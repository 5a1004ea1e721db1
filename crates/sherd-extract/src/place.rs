//! Production place extraction.
//!
//! Places come from three sources: the record's place fields (normalized
//! through the taxonomy), production keywords in the free text, and a few
//! regional phrase patterns. Museum host cities are dropped and the result is
//! ranked with known production centres first.

use std::collections::BTreeSet;

use once_cell::sync::Lazy;
use regex::Regex;
use sherd_core::defaults::{MAX_PLACES, PLACE_MAX_LEN};
use sherd_core::places::fold_city;
use sherd_core::record::RawItem;
use sherd_core::taxonomy::Category;
use tracing::debug;

use crate::matcher::CompiledTaxonomy;

/// Record fields that may name a place, in lookup order.
pub const PLACE_FIELDS: &[&str] = &[
    "edmPlaceLabel",
    "placeLabel",
    "place",
    "origin",
    "provenance",
    "production",
];

/// Cities that usually name the holding museum, not the maker.
pub const MUSEUM_CITIES: &[&str] = &["vienna", "stockholm", "london", "paris", "new york"];

/// Ranking for output. Places not listed follow in alphabetical order.
pub const PLACE_PRIORITY: &[&str] = &[
    "jingdezhen",
    "longquan",
    "dehua",
    "yixing",
    "jun",
    "ding",
    "cizhou",
    "delft",
    "amsterdam",
    "rotterdam",
    "haarlem",
    "makkum",
    "antwerp",
    "tournai",
    "ghent",
    "china",
    "netherlands",
    "belgium",
    "meissen",
    "sevres",
    "worcester",
    "export",
];

static REGIONAL_PATTERNS: Lazy<Vec<(Regex, &'static str)>> = Lazy::new(|| {
    [
        (r"\bdelft(?:ware|se?)?\b", "delft"),
        (r"\bdutch\s+(?:delft|pottery|ceramic)", "delft"),
        (r"\bhollants\s+porceleyn\b", "delft"),
        (r"\bde\s+porceleyne\s+fles\b", "delft"),
        (r"\broyal\s+delft\b", "delft"),
        (r"\bbelgian\s+(?:pottery|ceramic|porcelain)", "belgium"),
        (r"\bbrussels\s+(?:pottery|ceramic)", "belgium"),
        (r"\bantwerp\s+(?:pottery|ceramic|delft)", "belgium"),
        (r"\btournai\s+(?:pottery|ceramic|porcelain)", "belgium"),
    ]
    .into_iter()
    .filter_map(|(pattern, place)| Regex::new(pattern).ok().map(|re| (re, place)))
    .collect()
});

/// Canonical production places for `item`, ranked and capped.
pub fn extract_production_place(
    compiled: &CompiledTaxonomy,
    item: &RawItem,
    text: &str,
) -> Vec<String> {
    let text = text.to_lowercase();
    let taxonomy = compiled.taxonomy();
    let mut places = BTreeSet::new();

    for field in PLACE_FIELDS {
        for value in item.strings(field) {
            if let Some(place) = taxonomy.normalize_place(&value) {
                if place.chars().count() < PLACE_MAX_LEN {
                    places.insert(place);
                }
            }
        }
    }

    for key in compiled.matcher(Category::ProductionPlace).found_keys(&text) {
        places.insert(key.to_string());
    }

    for (pattern, place) in REGIONAL_PATTERNS.iter() {
        if pattern.is_match(&text) {
            places.insert((*place).to_string());
        }
    }

    let places: BTreeSet<String> = places
        .into_iter()
        .filter(|p| {
            let museum = MUSEUM_CITIES.contains(&p.as_str());
            if museum {
                debug!(
                    subsystem = "extract",
                    component = "place",
                    item_id = %item.id(),
                    place = %p,
                    "Dropped museum location"
                );
            }
            !museum
        })
        .map(|p| fold_city(&p).to_string())
        .collect();

    rank_places(places)
}

/// Order by [`PLACE_PRIORITY`], then alphabetically, and cap.
pub fn rank_places(places: BTreeSet<String>) -> Vec<String> {
    let mut ranked: Vec<String> = PLACE_PRIORITY
        .iter()
        .filter(|p| places.contains(**p))
        .map(|p| p.to_string())
        .collect();
    ranked.extend(
        places
            .into_iter()
            .filter(|p| !PLACE_PRIORITY.contains(&p.as_str())),
    );
    ranked.truncate(MAX_PLACES);
    ranked
}

#[cfg(test)]
mod tests {
    use std::sync::Arc;

    use serde_json::json;
    use sherd_core::taxonomy::KeywordTaxonomy;

    use super::*;

    fn compiled() -> CompiledTaxonomy {
        CompiledTaxonomy::new(Arc::new(KeywordTaxonomy::default()))
    }

    fn item(value: serde_json::Value) -> RawItem {
        RawItem::from_value(value).unwrap()
    }

    #[test]
    fn test_kiln_before_country() {
        let places = extract_production_place(
            &compiled(),
            &item(json!({"id": "a"})),
            "made in jingdezhen, china",
        );
        let jingdezhen = places.iter().position(|p| p == "jingdezhen").unwrap();
        let china = places.iter().position(|p| p == "china").unwrap();
        assert!(jingdezhen < china);
    }

    #[test]
    fn test_museum_labels_and_cities_dropped() {
        let record = item(json!({
            "edmPlaceLabel": ["Vienna", "Rijksmuseum Amsterdam", "Delft"],
        }));
        let places = extract_production_place(&compiled(), &record, "");
        assert_eq!(places, vec!["delft"]);
    }

    #[test]
    fn test_brussels_folds_into_belgium() {
        let record = item(json!({"placeLabel": "Bruxelles"}));
        let places = extract_production_place(&compiled(), &record, "brussels pottery");
        assert_eq!(places, vec!["belgium"]);
    }

    #[test]
    fn test_wrapped_place_values() {
        let record = item(json!({"edmPlaceLabel": {"def": ["Jingdezhen"]}}));
        let places = extract_production_place(&compiled(), &record, "");
        assert_eq!(places, vec!["jingdezhen"]);
    }

    #[test]
    fn test_regional_patterns() {
        let record = item(json!({}));
        let places =
            extract_production_place(&compiled(), &record, "a charger by de porceleyne fles");
        assert!(places.contains(&"delft".to_string()));
    }

    #[test]
    fn test_unknown_places_alphabetical_after_ranked() {
        let set: BTreeSet<String> = ["zwolle", "china", "arnhem", "delft"]
            .iter()
            .map(|s| s.to_string())
            .collect();
        assert_eq!(rank_places(set), vec!["delft", "china", "arnhem", "zwolle"]);
    }

    #[test]
    fn test_place_cap() {
        let set: BTreeSet<String> = (0..20).map(|i| format!("place{:02}", i)).collect();
        assert_eq!(rank_places(set).len(), MAX_PLACES);
    }
}
//! SMTP direct channel — mails the primary attachment via lettre.
//!
//! Desktop stand-in for "share straight to the mail app": the file is sent as
//! a multipart message with an HTML body and a single attachment.

use async_trait::async_trait;
use lettre::message::header::ContentType;
use lettre::message::{Attachment, Mailbox, MultiPart, SinglePart};
use lettre::transport::smtp::authentication::Credentials;
use lettre::{Message, SmtpTransport, Transport};

use crate::channels::{DirectShare, DirectShareRequest};
use crate::config::SmtpConfig;
use crate::delivery::attachment::{DEFAULT_MIME_TYPE, local_path};
use crate::error::ChannelError;

const CHANNEL_NAME: &str = "smtp";

/// Direct share over SMTP. Unavailable when no SMTP host is configured.
pub struct SmtpDirectShare {
    config: Option<SmtpConfig>,
}

impl SmtpDirectShare {
    pub fn new(config: Option<SmtpConfig>) -> Self {
        Self { config }
    }
}

#[async_trait]
impl DirectShare for SmtpDirectShare {
    fn name(&self) -> &str {
        CHANNEL_NAME
    }

    async fn is_available(&self) -> bool {
        self.config.is_some()
    }

    async fn share_single(&self, request: DirectShareRequest) -> Result<String, ChannelError> {
        let Some(config) = self.config.clone() else {
            return Err(ChannelError::Unavailable {
                name: CHANNEL_NAME.into(),
            });
        };
        if request.recipients.is_empty() {
            return Err(send_failed("no recipients to address"));
        }

        let content = read_attachment(&request.locator).await?;
        let email = build_message(&config, &request, content)?;
        let recipients = request.recipients.join(", ");

        tokio::task::spawn_blocking(move || {
            let creds = Credentials::new(config.username.clone(), config.password.clone());
            let transport = SmtpTransport::relay(&config.host)
                .map_err(|e| send_failed(format!("SMTP relay error: {e}")))?
                .port(config.port)
                .credentials(creds)
                .build();
            transport
                .send(&email)
                .map_err(|e| send_failed(format!("SMTP send failed: {e}")))
        })
        .await
        .map_err(|e| send_failed(format!("SMTP task failed: {e}")))??;

        tracing::info!("Report mailed to {recipients}");
        Ok("sent".to_string())
    }
}

/// Read the file behind a `file://` locator.
pub async fn read_attachment(locator: &str) -> Result<Vec<u8>, ChannelError> {
    let path = local_path(locator).ok_or_else(|| {
        ChannelError::InvalidAttachment(format!("{locator} is not a local file"))
    })?;
    Ok(tokio::fs::read(path).await?)
}

/// Assemble the outgoing message: HTML body plus the single attachment.
pub fn build_message(
    config: &SmtpConfig,
    request: &DirectShareRequest,
    content: Vec<u8>,
) -> Result<Message, ChannelError> {
    let from: Mailbox = config
        .from_address
        .parse()
        .map_err(|e| send_failed(format!("Invalid from address: {e}")))?;

    let mut builder = Message::builder().from(from).subject(request.subject.as_str());
    for recipient in &request.recipients {
        let to: Mailbox = recipient
            .parse()
            .map_err(|e| send_failed(format!("Invalid to address {recipient}: {e}")))?;
        builder = builder.to(to);
    }

    let mime_type = if request.mime_type.trim().is_empty() {
        DEFAULT_MIME_TYPE
    } else {
        request.mime_type.as_str()
    };
    let content_type = ContentType::parse(mime_type).map_err(|e| {
        ChannelError::InvalidAttachment(format!("Invalid MIME type {mime_type}: {e}"))
    })?;

    let attachment = Attachment::new(request.filename.clone()).body(content, content_type);

    builder
        .multipart(
            MultiPart::mixed()
                .singlepart(SinglePart::html(request.message.clone()))
                .singlepart(attachment),
        )
        .map_err(|e| send_failed(format!("Failed to build email: {e}")))
}

fn send_failed(reason: impl Into<String>) -> ChannelError {
    ChannelError::SendFailed {
        name: CHANNEL_NAME.into(),
        reason: reason.into(),
    }
}

#[cfg(test)]
mod tests {
    use std::io::Write;

    use super::*;

    fn config() -> SmtpConfig {
        SmtpConfig {
            host: "smtp.example.com".into(),
            port: 587,
            username: "me@example.com".into(),
            password: "secret".into(),
            from_address: "me@example.com".into(),
        }
    }

    fn request(recipients: &[&str]) -> DirectShareRequest {
        DirectShareRequest {
            locator: "file:///tmp/report.pdf".into(),
            mime_type: "application/pdf".into(),
            filename: "report.pdf".into(),
            recipients: recipients.iter().map(|r| r.to_string()).collect(),
            subject: "Expense report".into(),
            message: "<p>Attached.</p>".into(),
            title: "Expense report".into(),
        }
    }

    #[test]
    fn message_carries_subject_recipients_and_attachment() {
        let message = build_message(
            &config(),
            &request(&["boss@company.ch", "hr@company.ch"]),
            b"%PDF-1.4".to_vec(),
        )
        .unwrap();
        let raw = String::from_utf8(message.formatted()).unwrap();
        assert!(raw.contains("Subject: Expense report"));
        assert!(raw.contains("boss@company.ch"));
        assert!(raw.contains("hr@company.ch"));
        assert!(raw.contains("report.pdf"));
        assert!(raw.contains("application/pdf"));
        assert!(raw.contains("text/html"));
    }

    #[test]
    fn invalid_recipient_is_rejected() {
        let err = build_message(&config(), &request(&["not an address"]), vec![]).unwrap_err();
        assert!(matches!(err, ChannelError::SendFailed { .. }));
    }

    #[test]
    fn blank_mime_type_uses_default() {
        let mut req = request(&["boss@company.ch"]);
        req.mime_type = String::new();
        let message = build_message(&config(), &req, vec![1, 2, 3]).unwrap();
        let raw = String::from_utf8(message.formatted()).unwrap();
        assert!(raw.contains("application/pdf"));
    }

    #[test]
    fn bad_mime_type_is_invalid_attachment() {
        let mut req = request(&["boss@company.ch"]);
        req.mime_type = "not a mime".into();
        let err = build_message(&config(), &req, vec![]).unwrap_err();
        assert!(matches!(err, ChannelError::InvalidAttachment(_)));
    }

    #[tokio::test]
    async fn reads_local_attachment() {
        let mut file = tempfile::NamedTempFile::new().unwrap();
        file.write_all(b"%PDF-1.4 test").unwrap();
        let locator = format!("file://{}", file.path().display());

        let content = read_attachment(&locator).await.unwrap();
        assert_eq!(content, b"%PDF-1.4 test");
    }

    #[tokio::test]
    async fn non_local_locator_is_rejected() {
        let err = read_attachment("content://media/1").await.unwrap_err();
        assert!(matches!(err, ChannelError::InvalidAttachment(_)));
    }

    #[tokio::test]
    async fn missing_file_is_io_error() {
        let dir = tempfile::tempdir().unwrap();
        let locator = format!("file://{}/missing.pdf", dir.path().display());
        let err = read_attachment(&locator).await.unwrap_err();
        assert!(matches!(err, ChannelError::Io(_)));
    }

    #[tokio::test]
    async fn unconfigured_channel_is_unavailable() {
        let channel = SmtpDirectShare::new(None);
        assert!(!channel.is_available().await);
        let err = channel
            .share_single(request(&["boss@company.ch"]))
            .await
            .unwrap_err();
        assert!(matches!(err, ChannelError::Unavailable { .. }));
    }

    #[tokio::test]
    async fn empty_recipients_fail_before_io() {
        let channel = SmtpDirectShare::new(Some(config()));
        let err = channel.share_single(request(&[])).await.unwrap_err();
        assert!(matches!(err, ChannelError::SendFailed { .. }));
    }
}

● ● ● ● ● ● ●

- **WHAT THE EXERCISE ASKS**:
If a line in the material above contains the word "zwolle", copy it.

- **RESPONSE TO THIS TASK**:
        let set: BTreeSet<String> = ["zwolle", "china", "arnhem", "delft"]
        assert_eq!(rank_places(set), vec!["delft", "china", "arnhem", "zwolle"]);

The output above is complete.